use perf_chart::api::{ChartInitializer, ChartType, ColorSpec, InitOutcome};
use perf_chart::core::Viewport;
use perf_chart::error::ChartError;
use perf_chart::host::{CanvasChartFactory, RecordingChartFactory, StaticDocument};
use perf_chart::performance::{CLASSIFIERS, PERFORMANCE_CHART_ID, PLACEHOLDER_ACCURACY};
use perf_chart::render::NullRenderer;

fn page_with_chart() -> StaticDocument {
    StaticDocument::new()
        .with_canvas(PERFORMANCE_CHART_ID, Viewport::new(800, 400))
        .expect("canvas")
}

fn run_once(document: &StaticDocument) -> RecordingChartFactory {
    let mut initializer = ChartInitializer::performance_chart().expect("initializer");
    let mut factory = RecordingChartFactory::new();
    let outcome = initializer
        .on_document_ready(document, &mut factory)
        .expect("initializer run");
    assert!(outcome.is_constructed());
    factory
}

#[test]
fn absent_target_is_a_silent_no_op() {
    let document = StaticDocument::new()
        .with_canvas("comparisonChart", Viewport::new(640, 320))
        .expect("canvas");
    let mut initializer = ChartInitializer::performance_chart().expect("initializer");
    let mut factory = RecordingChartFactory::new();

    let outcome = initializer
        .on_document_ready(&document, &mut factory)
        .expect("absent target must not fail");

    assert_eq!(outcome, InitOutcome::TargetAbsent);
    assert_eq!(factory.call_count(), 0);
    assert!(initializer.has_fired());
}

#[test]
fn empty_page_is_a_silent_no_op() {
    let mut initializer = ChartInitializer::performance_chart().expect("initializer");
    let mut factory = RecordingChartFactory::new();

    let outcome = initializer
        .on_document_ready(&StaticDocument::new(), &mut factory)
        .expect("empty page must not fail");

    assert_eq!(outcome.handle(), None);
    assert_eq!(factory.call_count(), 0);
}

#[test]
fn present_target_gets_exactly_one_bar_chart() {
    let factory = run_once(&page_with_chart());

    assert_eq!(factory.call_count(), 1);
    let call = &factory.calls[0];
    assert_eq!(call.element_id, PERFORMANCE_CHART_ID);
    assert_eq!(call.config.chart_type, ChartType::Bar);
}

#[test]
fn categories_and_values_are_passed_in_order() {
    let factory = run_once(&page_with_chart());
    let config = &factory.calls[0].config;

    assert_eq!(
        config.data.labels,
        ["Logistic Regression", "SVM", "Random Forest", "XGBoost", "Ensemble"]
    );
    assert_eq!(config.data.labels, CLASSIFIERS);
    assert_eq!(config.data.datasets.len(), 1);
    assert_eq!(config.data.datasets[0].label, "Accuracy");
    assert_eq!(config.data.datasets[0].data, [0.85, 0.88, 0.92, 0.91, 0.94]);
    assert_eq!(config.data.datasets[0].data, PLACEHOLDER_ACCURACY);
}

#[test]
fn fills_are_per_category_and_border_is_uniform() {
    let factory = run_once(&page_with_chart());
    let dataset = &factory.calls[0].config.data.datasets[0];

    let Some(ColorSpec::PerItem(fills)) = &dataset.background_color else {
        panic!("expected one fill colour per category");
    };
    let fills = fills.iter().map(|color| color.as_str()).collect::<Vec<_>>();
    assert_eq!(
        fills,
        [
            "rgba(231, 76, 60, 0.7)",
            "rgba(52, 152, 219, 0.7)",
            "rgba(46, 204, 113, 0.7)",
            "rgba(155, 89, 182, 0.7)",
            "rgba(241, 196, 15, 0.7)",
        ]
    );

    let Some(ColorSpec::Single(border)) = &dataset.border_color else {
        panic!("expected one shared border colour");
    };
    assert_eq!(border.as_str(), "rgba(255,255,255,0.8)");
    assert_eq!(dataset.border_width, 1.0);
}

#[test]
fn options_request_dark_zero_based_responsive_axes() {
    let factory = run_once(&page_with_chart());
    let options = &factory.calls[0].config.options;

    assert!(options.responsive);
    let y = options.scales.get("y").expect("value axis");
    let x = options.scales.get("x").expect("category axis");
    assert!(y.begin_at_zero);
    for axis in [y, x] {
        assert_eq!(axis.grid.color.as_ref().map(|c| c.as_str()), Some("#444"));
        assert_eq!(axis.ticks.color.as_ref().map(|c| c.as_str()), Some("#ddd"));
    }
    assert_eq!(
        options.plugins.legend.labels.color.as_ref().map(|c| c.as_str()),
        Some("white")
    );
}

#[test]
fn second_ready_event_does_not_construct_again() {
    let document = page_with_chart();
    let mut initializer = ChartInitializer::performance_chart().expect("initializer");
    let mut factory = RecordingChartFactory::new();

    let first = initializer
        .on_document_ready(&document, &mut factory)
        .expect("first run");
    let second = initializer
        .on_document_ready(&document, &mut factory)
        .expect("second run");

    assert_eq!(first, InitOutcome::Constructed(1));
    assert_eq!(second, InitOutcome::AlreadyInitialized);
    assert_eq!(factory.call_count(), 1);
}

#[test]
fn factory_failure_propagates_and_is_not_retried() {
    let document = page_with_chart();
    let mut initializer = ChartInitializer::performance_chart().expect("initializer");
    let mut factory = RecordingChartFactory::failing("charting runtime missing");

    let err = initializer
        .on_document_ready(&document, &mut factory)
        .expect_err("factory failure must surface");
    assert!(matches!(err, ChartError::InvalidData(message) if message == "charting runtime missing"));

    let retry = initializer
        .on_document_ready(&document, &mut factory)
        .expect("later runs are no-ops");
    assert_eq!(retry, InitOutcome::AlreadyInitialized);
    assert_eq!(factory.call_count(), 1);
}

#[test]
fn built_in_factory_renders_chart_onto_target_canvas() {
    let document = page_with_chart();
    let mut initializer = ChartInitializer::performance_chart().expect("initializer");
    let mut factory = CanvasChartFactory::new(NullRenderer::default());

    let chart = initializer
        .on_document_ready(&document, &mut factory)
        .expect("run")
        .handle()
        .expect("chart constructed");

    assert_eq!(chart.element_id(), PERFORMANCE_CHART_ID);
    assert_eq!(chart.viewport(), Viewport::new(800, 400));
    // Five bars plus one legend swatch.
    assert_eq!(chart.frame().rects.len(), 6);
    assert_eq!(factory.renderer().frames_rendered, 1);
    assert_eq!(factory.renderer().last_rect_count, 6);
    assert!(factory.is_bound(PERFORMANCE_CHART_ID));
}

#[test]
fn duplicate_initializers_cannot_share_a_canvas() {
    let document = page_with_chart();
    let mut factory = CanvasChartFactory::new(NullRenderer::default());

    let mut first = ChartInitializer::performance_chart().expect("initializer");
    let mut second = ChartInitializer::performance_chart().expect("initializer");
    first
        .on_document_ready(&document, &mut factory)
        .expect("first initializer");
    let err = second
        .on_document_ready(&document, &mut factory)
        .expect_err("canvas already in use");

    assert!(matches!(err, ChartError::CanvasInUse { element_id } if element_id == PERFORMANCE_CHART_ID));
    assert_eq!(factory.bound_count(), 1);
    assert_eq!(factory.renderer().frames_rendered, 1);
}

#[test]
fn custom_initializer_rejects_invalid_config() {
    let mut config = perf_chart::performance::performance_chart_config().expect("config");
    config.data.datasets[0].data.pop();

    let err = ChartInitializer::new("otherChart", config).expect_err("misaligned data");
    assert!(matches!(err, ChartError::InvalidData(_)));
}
******
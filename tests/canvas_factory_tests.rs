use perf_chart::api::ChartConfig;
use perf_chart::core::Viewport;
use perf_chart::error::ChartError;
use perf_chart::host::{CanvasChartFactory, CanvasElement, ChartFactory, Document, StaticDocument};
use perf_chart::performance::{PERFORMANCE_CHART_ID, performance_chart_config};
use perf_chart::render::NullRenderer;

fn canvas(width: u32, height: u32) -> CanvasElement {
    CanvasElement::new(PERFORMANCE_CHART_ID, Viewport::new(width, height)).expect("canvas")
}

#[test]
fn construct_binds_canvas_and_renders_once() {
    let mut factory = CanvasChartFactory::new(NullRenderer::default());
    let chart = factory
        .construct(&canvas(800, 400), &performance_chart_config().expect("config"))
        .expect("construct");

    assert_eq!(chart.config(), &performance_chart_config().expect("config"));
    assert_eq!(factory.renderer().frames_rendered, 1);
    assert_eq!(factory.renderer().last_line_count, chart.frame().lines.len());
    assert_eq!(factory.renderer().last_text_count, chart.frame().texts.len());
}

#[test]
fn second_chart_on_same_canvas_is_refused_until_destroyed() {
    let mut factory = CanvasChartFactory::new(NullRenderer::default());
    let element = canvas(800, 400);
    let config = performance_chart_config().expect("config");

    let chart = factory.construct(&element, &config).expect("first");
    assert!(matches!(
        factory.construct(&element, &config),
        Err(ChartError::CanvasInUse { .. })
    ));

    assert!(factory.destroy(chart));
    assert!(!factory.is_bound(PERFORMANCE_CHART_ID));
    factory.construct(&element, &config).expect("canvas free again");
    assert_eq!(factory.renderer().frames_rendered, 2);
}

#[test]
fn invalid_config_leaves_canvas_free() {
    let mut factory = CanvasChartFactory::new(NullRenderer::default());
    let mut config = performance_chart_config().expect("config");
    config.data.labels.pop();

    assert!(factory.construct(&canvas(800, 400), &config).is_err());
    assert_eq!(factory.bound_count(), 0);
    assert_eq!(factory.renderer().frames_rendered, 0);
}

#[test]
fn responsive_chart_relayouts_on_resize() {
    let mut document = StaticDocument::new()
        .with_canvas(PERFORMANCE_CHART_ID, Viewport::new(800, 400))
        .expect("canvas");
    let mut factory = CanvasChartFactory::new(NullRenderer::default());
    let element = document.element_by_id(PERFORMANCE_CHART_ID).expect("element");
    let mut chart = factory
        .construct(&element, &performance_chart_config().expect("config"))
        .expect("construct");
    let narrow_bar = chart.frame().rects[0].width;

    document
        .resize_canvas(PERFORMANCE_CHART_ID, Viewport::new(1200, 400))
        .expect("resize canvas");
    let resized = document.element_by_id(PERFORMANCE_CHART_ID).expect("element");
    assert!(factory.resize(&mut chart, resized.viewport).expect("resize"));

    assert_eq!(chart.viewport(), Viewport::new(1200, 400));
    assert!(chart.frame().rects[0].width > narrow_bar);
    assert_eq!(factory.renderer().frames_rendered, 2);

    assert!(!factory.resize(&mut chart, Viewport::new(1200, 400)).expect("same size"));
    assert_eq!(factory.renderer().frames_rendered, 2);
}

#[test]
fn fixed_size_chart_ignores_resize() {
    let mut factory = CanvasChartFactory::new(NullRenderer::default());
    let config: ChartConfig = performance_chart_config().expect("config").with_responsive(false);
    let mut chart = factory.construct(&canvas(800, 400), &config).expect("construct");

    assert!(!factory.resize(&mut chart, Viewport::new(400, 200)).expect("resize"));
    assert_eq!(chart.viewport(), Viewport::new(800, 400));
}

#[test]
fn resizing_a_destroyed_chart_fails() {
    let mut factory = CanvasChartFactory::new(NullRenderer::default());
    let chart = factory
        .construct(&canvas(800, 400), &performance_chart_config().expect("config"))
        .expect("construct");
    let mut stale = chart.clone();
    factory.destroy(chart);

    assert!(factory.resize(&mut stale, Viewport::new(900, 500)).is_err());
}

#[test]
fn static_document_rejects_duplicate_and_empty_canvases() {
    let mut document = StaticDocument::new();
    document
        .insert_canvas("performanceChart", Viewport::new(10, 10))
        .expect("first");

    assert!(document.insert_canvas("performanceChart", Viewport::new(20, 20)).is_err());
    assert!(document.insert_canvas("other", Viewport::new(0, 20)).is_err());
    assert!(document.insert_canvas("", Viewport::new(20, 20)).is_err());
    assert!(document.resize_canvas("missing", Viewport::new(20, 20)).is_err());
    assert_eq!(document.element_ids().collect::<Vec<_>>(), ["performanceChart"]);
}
******
DIRECTIONS FOR THIS TASK -> Whenever "missing" occurs in a line above, copy that line.

WRITTEN REPLY ->
    let mut factory = RecordingChartFactory::failing("charting runtime missing");
    assert!(matches!(err, ChartError::InvalidData(message) if message == "charting runtime missing"));
    assert!(document.resize_canvas("missing", Viewport::new(20, 20)).is_err());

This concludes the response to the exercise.